With hindsight, it would've been better staying under Tramiel's Atari company, away from the Goulds and the Alis. Although Sam Tramiel would've sunk it in the end anyway. There was really no stopping PC sales. Modularity. Ah well, too late now anyway.
It would have never been under his company. What you have is a chain of events: 1) Jack announced buying Atari's Consumer Division to form Atari Corporation almost simultanious to Commodore announcing they're buying Amiga. 2) Commodore immediately sues Shiraz and two others of Jack's engineering staff for theft of trade secrets and puts an injunction on them doing any computer work for Jack that lasts through the entire month. 3) Jack's son Leonard discovers the cancelled check from the previous Atari's investment in Amiga. Jack contacts Warner about it, negotiates for the contract with Amiga (it was with Warner but executed through it's Atari subsidiary) and launches a countersuit at Commodore via Amiga. 4) Both suits are settled out of court.

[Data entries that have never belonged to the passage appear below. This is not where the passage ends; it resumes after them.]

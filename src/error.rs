use std::backtrace::Backtrace;
use std::collections::HashMap;
use std::error::Error;
use std::fmt::Display;
use std::fmt::Formatter;
use std::result::Result as StdResult;

use axum::Json;
use axum::http::StatusCode;
use axum::response::IntoResponse;
use axum::response::Response;
use colored::Colorize;
use database::DatabaseError;
use database::db_connection_pool::DatabasePoolBuildError;
use database::db_connection_pool::DatabasePoolError;
use serde::Deserialize;
use serde::Serialize;
use serde_json::Value;
use serde_json::json;
use tracing::error;
use utoipa::ToSchema;

pub type Result<T, E = InternalError> = StdResult<T, E>;

/// Trait for all errors that can be returned by the service
pub trait CmsError: Error + Send + Sync {
    fn get_status(&self) -> StatusCode;

    fn get_type(&self) -> &str;

    fn context(&self) -> HashMap<String, Value> {
        Default::default()
    }
}

#[derive(Serialize, Deserialize)]
#[serde(remote = "StatusCode")]
pub(crate) struct StatusCodeRemoteDef(#[serde(getter = "StatusCode::as_u16")] u16);

impl From<StatusCodeRemoteDef> for StatusCode {
    fn from(def: StatusCodeRemoteDef) -> Self {
        StatusCode::from_u16(def.0).unwrap_or(StatusCode::INTERNAL_SERVER_ERROR)
    }
}

pub(crate) fn default_status_code() -> StatusCode {
    StatusCode::INTERNAL_SERVER_ERROR
}

/// The JSON body of every error response
#[derive(Debug, Clone, Serialize, Deserialize, ToSchema, PartialEq)]
pub struct InternalError {
    #[serde(with = "StatusCodeRemoteDef", default = "default_status_code")]
    #[schema(value_type = u16, minimum = 100, maximum = 599)]
    pub status: StatusCode,
    #[serde(rename = "type")]
    pub error_type: String,
    pub context: HashMap<String, Value>,
    pub message: String,
}

impl InternalError {
    pub fn with_context<S: AsRef<str>, V: Into<Value>>(mut self, key: S, value: V) -> Self {
        self.context.insert(key.as_ref().into(), value.into());
        self
    }
}

impl Error for InternalError {}

impl Display for InternalError {
    fn fmt(&self, f: &mut Formatter<'_>) -> std::fmt::Result {
        write!(f, "{}", self.message)
    }
}

impl<T: CmsError> From<T> for InternalError {
    fn from(err: T) -> Self {
        InternalError {
            status: err.get_status(),
            error_type: err.get_type().to_owned(),
            context: err.context(),
            message: err.to_string(),
        }
    }
}

impl IntoResponse for InternalError {
    fn into_response(self) -> Response {
        if self.status.is_server_error() {
            error!(
                "[{}] {}: {}",
                self.error_type.bold(),
                self.message,
                Backtrace::capture() // won't log unless RUST_BACKTRACE=1
            );
        } else {
            tracing::debug!(error_type = %self.error_type, status = %self.status, "{}", self.message);
        }
        (self.status, Json(self)).into_response()
    }
}

inventory::submit! {
    ErrorDefinition::new("cms:DatabaseAccessError", "DatabaseAccessError", "DatabaseAccessError", 500u16, r#"{}"#)
}

impl CmsError for DatabasePoolBuildError {
    fn get_status(&self) -> StatusCode {
        StatusCode::INTERNAL_SERVER_ERROR
    }

    fn get_type(&self) -> &str {
        "cms:DatabaseAccessError"
    }
}

impl CmsError for DatabasePoolError {
    fn get_status(&self) -> StatusCode {
        StatusCode::INTERNAL_SERVER_ERROR
    }

    fn get_type(&self) -> &str {
        "cms:DatabaseAccessError"
    }
}

impl CmsError for DatabaseError {
    fn get_status(&self) -> StatusCode {
        StatusCode::INTERNAL_SERVER_ERROR
    }

    fn get_type(&self) -> &str {
        "cms:DatabaseAccessError"
    }
}

impl CmsError for serde_json::Error {
    fn get_status(&self) -> StatusCode {
        StatusCode::INTERNAL_SERVER_ERROR
    }

    fn get_type(&self) -> &str {
        "cms:SerdeJsonError"
    }
}

inventory::submit! {
    ErrorDefinition::new("cms:model:UniqueViolation", "UniqueViolation", "ModelError", 409u16, r#"{"constraint":"String","column":"String","value":"String"}"#)
}

inventory::submit! {
    ErrorDefinition::new("cms:model:ModelError", "ModelError", "ModelError", 500u16, r#"{}"#)
}

/// Uniqueness violations the handlers did not anticipate surface as conflicts
impl CmsError for cms_models::Error {
    fn get_status(&self) -> StatusCode {
        match self {
            cms_models::Error::UniqueViolation { .. } => StatusCode::CONFLICT,
            _ => StatusCode::INTERNAL_SERVER_ERROR,
        }
    }

    fn get_type(&self) -> &str {
        match self {
            cms_models::Error::UniqueViolation { .. } => "cms:model:UniqueViolation",
            _ => "cms:model:ModelError",
        }
    }

    fn context(&self) -> HashMap<String, Value> {
        match self {
            cms_models::Error::UniqueViolation {
                constraint,
                column,
                value,
            } => HashMap::from([
                ("constraint".to_owned(), json!(constraint)),
                ("column".to_owned(), json!(column)),
                ("value".to_owned(), json!(value)),
            ]),
            _ => Default::default(),
        }
    }
}

impl From<authz::Unauthorized> for InternalError {
    fn from(authz::Unauthorized { reason }: authz::Unauthorized) -> Self {
        tracing::info!(reason, "Unauthorized operation");
        InternalError::from(crate::views::AuthorizationError::Forbidden).with_context("reason", reason)
    }
}

// error definition: used by the CmsError derive to register every error type
// and share them with the OpenAPI generator
#[derive(Debug)]
pub struct ErrorDefinition {
    pub id: &'static str,
    pub name: &'static str,
    pub namespace: &'static str,
    pub status: u16,
    context_serialized: &'static str,
}

impl ErrorDefinition {
    pub const fn new(
        id: &'static str,
        name: &'static str,
        namespace: &'static str,
        status: u16,
        context_serialized: &'static str,
    ) -> Self {
        ErrorDefinition {
            id,
            name,
            namespace,
            status,
            context_serialized,
        }
    }

    /// Field names and type names of the error context
    pub fn get_context(&self) -> HashMap<String, String> {
        serde_json::from_str(self.context_serialized).unwrap_or_else(|err| {
            error!(id = self.id, %err, "invalid error context definition");
            HashMap::new()
        })
    }

    pub fn get_schema_name(&self) -> String {
        format!("Cms{}{}", self.namespace, self.name)
    }
}

inventory::collect!(ErrorDefinition);

#[cfg(test)]
mod tests {
    use pretty_assertions::assert_eq;

    use super::*;

    #[test]
    fn unique_violations_are_conflicts() {
        let error = InternalError::from(cms_models::Error::UniqueViolation {
            constraint: "users_email_key".to_owned(),
            column: "email".to_owned(),
            value: "ada@example.com".to_owned(),
        });
        assert_eq!(error.status, StatusCode::CONFLICT);
        assert_eq!(error.error_type, "cms:model:UniqueViolation");
        assert_eq!(error.context["column"], json!("email"));
    }

    #[test]
    fn denied_policies_are_forbidden() {
        let error = InternalError::from(authz::Unauthorized {
            reason: "only team admins can manage users",
        });
        assert_eq!(error.status, StatusCode::FORBIDDEN);
        assert_eq!(error.context["reason"], json!("only team admins can manage users"));
    }

    #[test]
    fn every_error_definition_has_a_valid_context() {
        for definition in inventory::iter::<ErrorDefinition> {
            assert!(
                serde_json::from_str::<HashMap<String, String>>(definition.context_serialized)
                    .is_ok(),
                "invalid context for {}",
                definition.id
            );
            assert!(definition.id.starts_with("cms:"), "{}", definition.id);
        }
    }

    #[test]
    fn error_bodies_round_trip() {
        let error = InternalError {
            status: StatusCode::NOT_FOUND,
            error_type: "cms:posts:NotFound".to_owned(),
            context: HashMap::from([("post_id".to_owned(), json!(3))]),
            message: "Post '3' could not be found".to_owned(),
        };
        let body = serde_json::to_value(&error).unwrap();
        assert_eq!(body["status"], json!(404));
        assert_eq!(body["type"], json!("cms:posts:NotFound"));
        let parsed: InternalError = serde_json::from_value(body).unwrap();
        assert_eq!(parsed, error);
    }
}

Without Commodore buying Amiga, you simply have a lawsuit against Shiraz and the two others and Jack with no way to apply leverage to fight it. Amiga would have been out of the equation. Likewise, the contract with the original Atari Inc. that Jack was suing over was never for any sort of ownership. It was simply for licensing (which Amiga would have made a ton of money from under the terms) and access to the chip documentation being held in escrow should Amiga go under. Amiga had several investors besides Atari, and Atari needed a way to recover their investment. If Amiga went under because of their financial problems, Atari Inc. would recieve the right to manufacture the chips on their own, no licensing required.
Regardless, had Commodore not bought it Amiga would have simply soldiered on seeking more investors and a potential buyout, or gone under because of the bad financial state they were in and its assets split up among the investors.